Background: Hypermethylation is studied as a new, relevant mechanism for silencing tumor suppressor genes. It is a potentially reversible epigenetic change and it is the target of novel anticancer compounds with demethylating activity. In this perspective, we investigated E-cadherin gene (CDHl) promoter hypermethylation in gastric carcinomas and its correlation with E-cadherin protein expression. Methods: Consecutive cases of gastric carcinoma with assessable paraffin-embedded tumor blocks and paired normal mucosa were considered eligible for study entry.
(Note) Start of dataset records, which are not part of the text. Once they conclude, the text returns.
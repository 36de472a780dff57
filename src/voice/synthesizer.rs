//! Cloud synthesis engine

use std::sync::{Arc, Mutex, MutexGuard, PoisonError};

use async_trait::async_trait;

use super::output::{SpeakOptions, Synthesizer, Voice};
use super::playback::{PlaybackControl, decode_mp3, play_blocking};
use super::tts::{TextToSpeech, TtsProvider};
use crate::{Error, Result};

const OPENAI_VOICES: &[(&str, &str)] = &[
    ("alloy", "Alloy (English, neutral)"),
    ("ash", "Ash (English, male)"),
    ("coral", "Coral (English, female)"),
    ("echo", "Echo (English, male)"),
    ("fable", "Fable (English, male)"),
    ("nova", "Nova (English, female)"),
    ("onyx", "Onyx (English, male)"),
    ("sage", "Sage (English, female)"),
    ("shimmer", "Shimmer (English, female)"),
];

/// Synthesizer over cloud TTS and the default speaker
///
/// `rate` maps to provider speed and `volume` scales samples. Pitch is not
/// supported by the providers and is ignored.
pub struct CloudSynthesizer {
    tts: TextToSpeech,
    current: Mutex<Option<Arc<PlaybackControl>>>,
}

impl CloudSynthesizer {
    #[must_use]
    pub fn new(tts: TextToSpeech) -> Self {
        Self {
            tts,
            current: Mutex::new(None),
        }
    }

    fn current(&self) -> MutexGuard<'_, Option<Arc<PlaybackControl>>> {
        self.current.lock().unwrap_or_else(PoisonError::into_inner)
    }

    fn release(&self, control: &Arc<PlaybackControl>) {
        let mut current = self.current();
        if current.as_ref().is_some_and(|c| Arc::ptr_eq(c, control)) {
            *current = None;
        }
    }

    async fn render(&self, text: &str, options: &SpeakOptions, control: &Arc<PlaybackControl>) -> Result<()> {
        let voice = options.voice.as_ref().map(|v| v.id.as_str());
        let mp3 = self
            .tts
            .synthesize(text, voice, options.rate)
            .await
            .map_err(|e| Error::Synthesis(e.to_string()))?;

        if control.is_cancelled() {
            return Err(Error::Synthesis("cancelled".to_string()));
        }

        let clip = decode_mp3(&mp3).map_err(|e| Error::Synthesis(e.to_string()))?;
        tracing::debug!(
            duration_ms = u64::try_from(clip.duration().as_millis()).unwrap_or(u64::MAX),
            "playing synthesized speech"
        );

        let playback = Arc::clone(control);
        tokio::task::spawn_blocking(move || play_blocking(&clip, &playback))
            .await
            .map_err(|e| Error::Synthesis(e.to_string()))?
            .map_err(|e| Error::Synthesis(e.to_string()))?;

        if control.is_cancelled() {
            return Err(Error::Synthesis("cancelled".to_string()));
        }
        Ok(())
    }
}

#[async_trait]
impl Synthesizer for CloudSynthesizer {
    fn voices(&self) -> Vec<Voice> {
        match self.tts.provider() {
            TtsProvider::OpenAi => OPENAI_VOICES
                .iter()
                .map(|(id, name)| Voice {
                    id: (*id).to_string(),
                    name: (*name).to_string(),
                    lang: "en-US".to_string(),
                })
                .collect(),
            TtsProvider::ElevenLabs => vec![Voice {
                id: self.tts.default_voice().to_string(),
                name: "ElevenLabs voice".to_string(),
                lang: "en".to_string(),
            }],
        }
    }

    async fn speak(&self, text: &str, options: &SpeakOptions) -> Result<()> {
        let control = Arc::new(PlaybackControl::new(options.volume));
        if let Some(previous) = self.current().replace(Arc::clone(&control)) {
            previous.cancel();
        }

        let result = self.render(text, options, &control).await;
        self.release(&control);
        result
    }

    fn pause(&self) {
        if let Some(control) = self.current().as_ref() {
            control.pause();
        }
    }

    fn resume(&self) {
        if let Some(control) = self.current().as_ref() {
            control.resume();
        }
    }

    fn cancel(&self) {
        if let Some(control) = self.current().take() {
            control.cancel();
        }
    }
}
CDHl promoter hypermethylation and E-cadherin protein expression were determined by methylation-specific polymerase chain reaction and immunohistochemistry, respectively. Results: CDHl promoter hypermethylation was found in 20 out of 70 gastric carcinomas and the epigenetic change occurred in the early, as well as in the locally advanced disease. In five cases, hypermethylation was also detected in the normal mucosa. Eighteen out of 20 hypermethylated tumors were of the diffuse histotype (P = 0.0001). Of 24 tumors with reduced or negative E-cadherin expression, 19 were hypermethylated and 5 were unmethylated (P = 0.0001). Conclusions: CDHl promoter hypermethylation frequently occurs in gastric carcinomas of the diffuse histotype and it is significantly associated with downregulated E-cadherin expression. The knowledge on the hypermethylation status of tumor suppressor genes may be relevant to the development of demethylating drugs and novel chemopreventive strategies in solid tumors.